Foi depois de uma temporada na Europa que o Andante surgiu definitivamente. Marcelo e Ângela, que são casados, passaram meses no Velho Continente em contato com outros grupos debatendo as perspectivas de seu ofício. “Achamos muito legal o que vimos na Europa. Já havia um pouco do chamado Terceiro Teatro aqui no Brasil, mas lá eles faziam espetáculos de rua ou em pequenas salas com muito apuro técnico e pouca parafernália de cenários e luz. Isso permitia ao grupo andar, além de mostrar a excelência do ator em cena”, explica Ângela. “A gente não queria ser grupo comercial, nem de pesquisa, para iniciados. O Terceiro Teatro vem daí: apurado técnica e dramaturgicamente, pretende falar para todo mundo”.
Discurso
Por um triz, a primeira peça do Andante, foi encenada no início da década de 1990. Abordava uma questão crucial da agenda nacional: os direitos infantis. “Na época do massacre da Candelária, nosso espetáculo de rua discutia o problema da criança e do adolescente em situação de risco”, lembra Marcelo Bones. Palhaços encenavam aquela tragicomédia. “Eles começavam bem alegrinhos, mas iam contando as histórias de meninos indo para o lugar macabro dos garotos de rua”, relembra Ângela. O humor é importante ferramenta de trabalho, acredita o grupo.
“Nosso discurso teatral, o texto, nem sempre tem necessidade de ser explicitamente político”, observa a atriz. Musiclown, que ficou em cartaz durante oito anos, é exemplo disso. “Os palhaços tocavam e quase não falavam, mas era um gesto político, porque o apresentamos em muitos lugares e nunca cobramos ingresso”, informa.
A plateia está no centro das reflexões do Andante. “O teatro deve refletir sobre quem é o seu público”, diz Marcelo Bones, referindo-se ao fato de o Andante não se fixar no palco ou na plateia tradicional. “Essa discussão precisa ser feita na prática, não se limita à gente sentar e conversar sobre o assunto. Ela se dá pela práxis, pelo prazer de encontrar o público, outros grupos, outras pessoas, e a partir disso pensar sobre o que o teatro representa nesta sociedade tão fragmentada e, ao mesmo tempo, centralizadora”, conclui.

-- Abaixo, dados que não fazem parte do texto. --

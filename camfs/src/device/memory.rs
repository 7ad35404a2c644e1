//! In-memory camera storage (implements `DeviceService`).
//!
//! Keeps per-operation call counters and supports one-shot fault injection
//! so that callers can check how often they reach the device and how they
//! behave when it fails.

use super::{Capacity, DeviceError, DeviceErrorKind, DeviceResult, DeviceService, FileInfo};
use async_trait::async_trait;
use parking_lot::Mutex;
use std::collections::{BTreeMap, HashMap};
use std::sync::atomic::{AtomicUsize, Ordering};
use std::time::SystemTime;
use tracing::debug;

#[derive(Clone, Copy, Debug, PartialEq, Eq, Hash)]
pub enum DeviceOp {
    ListSubfolders,
    ListFiles,
    CreateFolder,
    RemoveFolder,
    FetchFile,
    ReadAll,
    ReplaceContent,
    DeleteFile,
    StorageCapacity,
}

#[derive(Default)]
struct MemFolder {
    folders: BTreeMap<String, MemFolder>,
    files: BTreeMap<String, MemFile>,
}

#[derive(Clone)]
struct MemFile {
    data: Vec<u8>,
    mtime: SystemTime,
}

impl MemFolder {
    fn walk(&self, path: &str) -> Option<&MemFolder> {
        path.split('/')
            .filter(|s| !s.is_empty())
            .try_fold(self, |dir, seg| dir.folders.get(seg))
    }

    fn walk_mut(&mut self, path: &str) -> Option<&mut MemFolder> {
        path.split('/')
            .filter(|s| !s.is_empty())
            .try_fold(self, |dir, seg| dir.folders.get_mut(seg))
    }

    fn bytes_used(&self) -> u64 {
        let files: u64 = self.files.values().map(|f| f.data.len() as u64).sum();
        files + self.folders.values().map(MemFolder::bytes_used).sum::<u64>()
    }
}

/// Device side file representation: where the file lives plus its bytes.
#[derive(Debug)]
pub struct MemoryHandle {
    folder: String,
    name: String,
    data: Vec<u8>,
}

pub struct MemoryDevice {
    root: Mutex<MemFolder>,
    total_kb: u64,
    calls: Mutex<HashMap<DeviceOp, usize>>,
    faults: Mutex<HashMap<DeviceOp, DeviceErrorKind>>,
    live_handles: AtomicUsize,
}

impl Default for MemoryDevice {
    fn default() -> Self {
        Self::new()
    }
}

impl MemoryDevice {
    pub fn new() -> Self {
        Self::with_capacity_kb(1024 * 1024)
    }

    pub fn with_capacity_kb(total_kb: u64) -> Self {
        Self {
            root: Mutex::new(MemFolder::default()),
            total_kb,
            calls: Mutex::new(HashMap::new()),
            faults: Mutex::new(HashMap::new()),
            live_handles: AtomicUsize::new(0),
        }
    }

    /// Create `path` and any missing ancestors.
    pub fn seed_folder(&self, path: &str) {
        let mut root = self.root.lock();
        let mut dir = &mut *root;
        for seg in path.split('/').filter(|s| !s.is_empty()) {
            dir = dir.folders.entry(seg.to_string()).or_default();
        }
    }

    pub fn seed_file(&self, folder: &str, name: &str, data: &[u8]) {
        self.seed_folder(folder);
        let mut root = self.root.lock();
        if let Some(dir) = root.walk_mut(folder) {
            dir.files.insert(
                name.to_string(),
                MemFile {
                    data: data.to_vec(),
                    mtime: SystemTime::now(),
                },
            );
        }
    }

    pub fn file_bytes(&self, folder: &str, name: &str) -> Option<Vec<u8>> {
        let root = self.root.lock();
        root.walk(folder)?.files.get(name).map(|f| f.data.clone())
    }

    pub fn has_folder(&self, path: &str) -> bool {
        self.root.lock().walk(path).is_some()
    }

    /// Number of times `op` reached the device, failed attempts included.
    pub fn calls(&self, op: DeviceOp) -> usize {
        self.calls.lock().get(&op).copied().unwrap_or(0)
    }

    /// Make the next call of `op` fail with `kind`.
    pub fn fail_next(&self, op: DeviceOp, kind: DeviceErrorKind) {
        self.faults.lock().insert(op, kind);
    }

    /// Handles fetched or created and not yet released.
    pub fn live_handles(&self) -> usize {
        self.live_handles.load(Ordering::SeqCst)
    }

    fn enter(&self, op: DeviceOp, op_name: &'static str, context: &str) -> DeviceResult<()> {
        *self.calls.lock().entry(op).or_insert(0) += 1;
        debug!("memory device: {op_name} {context}");
        match self.faults.lock().remove(&op) {
            Some(kind) => Err(DeviceError::new(kind, op_name, format!("injected fault at {context}"))),
            None => Ok(()),
        }
    }
}

fn folder_missing(op: &'static str, folder: &str) -> DeviceError {
    DeviceError::new(DeviceErrorKind::DirectoryNotFound, op, folder)
}

#[async_trait]
impl DeviceService for MemoryDevice {
    type Handle = MemoryHandle;

    async fn list_subfolders(&self, folder: &str) -> DeviceResult<Vec<String>> {
        self.enter(DeviceOp::ListSubfolders, "list_subfolders", folder)?;
        let root = self.root.lock();
        let dir = root
            .walk(folder)
            .ok_or_else(|| folder_missing("list_subfolders", folder))?;
        Ok(dir.folders.keys().cloned().collect())
    }

    async fn list_files(&self, folder: &str) -> DeviceResult<Vec<FileInfo>> {
        self.enter(DeviceOp::ListFiles, "list_files", folder)?;
        let root = self.root.lock();
        let dir = root
            .walk(folder)
            .ok_or_else(|| folder_missing("list_files", folder))?;
        Ok(dir
            .files
            .iter()
            .map(|(name, f)| FileInfo {
                name: name.clone(),
                size: f.data.len() as u64,
                mtime: f.mtime,
            })
            .collect())
    }

    async fn create_folder(&self, parent: &str, name: &str) -> DeviceResult<()> {
        self.enter(DeviceOp::CreateFolder, "create_folder", name)?;
        let mut root = self.root.lock();
        let dir = root
            .walk_mut(parent)
            .ok_or_else(|| folder_missing("create_folder", parent))?;
        if dir.folders.contains_key(name) {
            return Err(DeviceError::new(
                DeviceErrorKind::DirectoryExists,
                "create_folder",
                name,
            ));
        }
        dir.folders.insert(name.to_string(), MemFolder::default());
        Ok(())
    }

    async fn remove_folder(&self, parent: &str, name: &str) -> DeviceResult<()> {
        self.enter(DeviceOp::RemoveFolder, "remove_folder", name)?;
        let mut root = self.root.lock();
        let dir = root
            .walk_mut(parent)
            .ok_or_else(|| folder_missing("remove_folder", parent))?;
        match dir.folders.get(name) {
            None => Err(folder_missing("remove_folder", name)),
            Some(child) if !child.files.is_empty() || !child.folders.is_empty() => Err(
                DeviceError::new(DeviceErrorKind::DirectoryNotEmpty, "remove_folder", name),
            ),
            Some(_) => {
                dir.folders.remove(name);
                Ok(())
            }
        }
    }

    async fn fetch_file_content(&self, folder: &str, name: &str) -> DeviceResult<MemoryHandle> {
        self.enter(DeviceOp::FetchFile, "fetch_file_content", name)?;
        let root = self.root.lock();
        let file = root
            .walk(folder)
            .and_then(|dir| dir.files.get(name))
            .ok_or_else(|| {
                DeviceError::new(DeviceErrorKind::FileNotFound, "fetch_file_content", name)
            })?;
        self.live_handles.fetch_add(1, Ordering::SeqCst);
        Ok(MemoryHandle {
            folder: folder.to_string(),
            name: name.to_string(),
            data: file.data.clone(),
        })
    }

    fn new_file_handle(&self, folder: &str, name: &str) -> MemoryHandle {
        self.live_handles.fetch_add(1, Ordering::SeqCst);
        MemoryHandle {
            folder: folder.to_string(),
            name: name.to_string(),
            data: Vec::new(),
        }
    }

    async fn read_all(&self, handle: &MemoryHandle) -> DeviceResult<Vec<u8>> {
        self.enter(DeviceOp::ReadAll, "read_all", &handle.name)?;
        Ok(handle.data.clone())
    }

    async fn replace_content(&self, handle: &mut MemoryHandle, data: Vec<u8>) -> DeviceResult<()> {
        self.enter(DeviceOp::ReplaceContent, "replace_content", &handle.name)?;
        let mut root = self.root.lock();
        let used_kb = root.bytes_used().div_ceil(1024);
        if used_kb + (data.len() as u64).div_ceil(1024) > self.total_kb {
            return Err(DeviceError::new(
                DeviceErrorKind::NoSpace,
                "replace_content",
                handle.name.clone(),
            ));
        }
        let dir = root
            .walk_mut(&handle.folder)
            .ok_or_else(|| folder_missing("replace_content", &handle.folder))?;
        if dir.files.contains_key(&handle.name) {
            return Err(DeviceError::new(
                DeviceErrorKind::FileExists,
                "replace_content",
                handle.name.clone(),
            ));
        }
        dir.files.insert(
            handle.name.clone(),
            MemFile {
                data: data.clone(),
                mtime: SystemTime::now(),
            },
        );
        handle.data = data;
        Ok(())
    }

    async fn delete_file(&self, folder: &str, name: &str) -> DeviceResult<()> {
        self.enter(DeviceOp::DeleteFile, "delete_file", name)?;
        let mut root = self.root.lock();
        root.walk_mut(folder)
            .and_then(|dir| dir.files.remove(name))
            .map(|_| ())
            .ok_or_else(|| DeviceError::new(DeviceErrorKind::FileNotFound, "delete_file", name))
    }

    fn release(&self, handle: MemoryHandle) {
        debug!("memory device: release {}/{}", handle.folder, handle.name);
        self.live_handles.fetch_sub(1, Ordering::SeqCst);
    }

    async fn storage_capacity(&self) -> DeviceResult<Capacity> {
        self.enter(DeviceOp::StorageCapacity, "storage_capacity", "")?;
        let used_kb = self.root.lock().bytes_used().div_ceil(1024);
        Ok(Capacity {
            total_kb: self.total_kb,
            free_kb: self.total_kb.saturating_sub(used_kb),
        })
    }
}

#[cfg(test)]
mod tests {
    use super::*;

    #[tokio::test]
    async fn test_listing_and_counters() {
        let dev = MemoryDevice::new();
        dev.seed_folder("/DCIM/100CANON");
        dev.seed_file("/DCIM/100CANON", "IMG_0001.JPG", b"jpeg");

        assert_eq!(dev.list_subfolders("/").await.unwrap(), vec!["DCIM"]);
        let files = dev.list_files("/DCIM/100CANON").await.unwrap();
        assert_eq!(files.len(), 1);
        assert_eq!(files[0].name, "IMG_0001.JPG");
        assert_eq!(files[0].size, 4);
        assert_eq!(dev.calls(DeviceOp::ListSubfolders), 1);
        assert_eq!(dev.calls(DeviceOp::ListFiles), 1);

        let err = dev.list_files("/nope").await.unwrap_err();
        assert_eq!(err.errno(), libc::ENOENT);
    }

    #[tokio::test]
    async fn test_fault_injection_is_one_shot() {
        let dev = MemoryDevice::new();
        dev.fail_next(DeviceOp::ListSubfolders, DeviceErrorKind::CameraBusy);
        let err = dev.list_subfolders("/").await.unwrap_err();
        assert_eq!(err.kind, DeviceErrorKind::CameraBusy);
        assert!(dev.list_subfolders("/").await.is_ok());
        assert_eq!(dev.calls(DeviceOp::ListSubfolders), 2);
    }

    #[tokio::test]
    async fn test_store_requires_prior_delete() {
        let dev = MemoryDevice::new();
        dev.seed_file("/", "a.txt", b"old");

        let mut h = dev.fetch_file_content("/", "a.txt").await.unwrap();
        assert_eq!(dev.read_all(&h).await.unwrap(), b"old");
        let err = dev.replace_content(&mut h, b"new".to_vec()).await.unwrap_err();
        assert_eq!(err.kind, DeviceErrorKind::FileExists);

        dev.delete_file("/", "a.txt").await.unwrap();
        dev.replace_content(&mut h, b"new".to_vec()).await.unwrap();
        assert_eq!(dev.file_bytes("/", "a.txt").unwrap(), b"new");

        dev.release(h);
        assert_eq!(dev.live_handles(), 0);
    }

    #[tokio::test]
    async fn test_remove_folder_refuses_non_empty() {
        let dev = MemoryDevice::new();
        dev.seed_file("/DCIM", "x.jpg", b"x");
        let err = dev.remove_folder("/", "DCIM").await.unwrap_err();
        assert_eq!(err.errno(), libc::ENOTEMPTY);
        dev.delete_file("/DCIM", "x.jpg").await.unwrap();
        dev.remove_folder("/", "DCIM").await.unwrap();
        assert!(!dev.has_folder("/DCIM"));
    }

    #[tokio::test]
    async fn test_capacity_tracks_usage() {
        let dev = MemoryDevice::with_capacity_kb(10);
        dev.seed_file("/", "big", &vec![0u8; 4096]);
        let cap = dev.storage_capacity().await.unwrap();
        assert_eq!(cap.total_kb, 10);
        assert_eq!(cap.free_kb, 6);

        let mut h = dev.new_file_handle("/", "huge");
        let err = dev.replace_content(&mut h, vec![0u8; 8192]).await.unwrap_err();
        assert_eq!(err.errno(), libc::ENOSPC);
        dev.release(h);
    }
}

O Andante é uma trupe militante. “É importante para nós a participação política como grupo em instâncias do debate público”, conta Marcelo. Eles ajudaram a criar o Movimento Teatro de Grupo, em 1992, participam do Movimento Nova Cena de BH e já contribuíram com os projetos Redemoinho e Off. Também ajudaram a fundar a Rede Brasileira de Teatro de Rua.
O grupo se dedica à questão pedagógica. Todos os integrantes têm oficinas preparadas para adultos e crianças, abordando música, máscara, a arte do palhaço ou interpretação. “É muito clara a necessidade dessa atuação. Sempre procuramos nos relacionar com outros grupos e pessoas”, conclui Bones.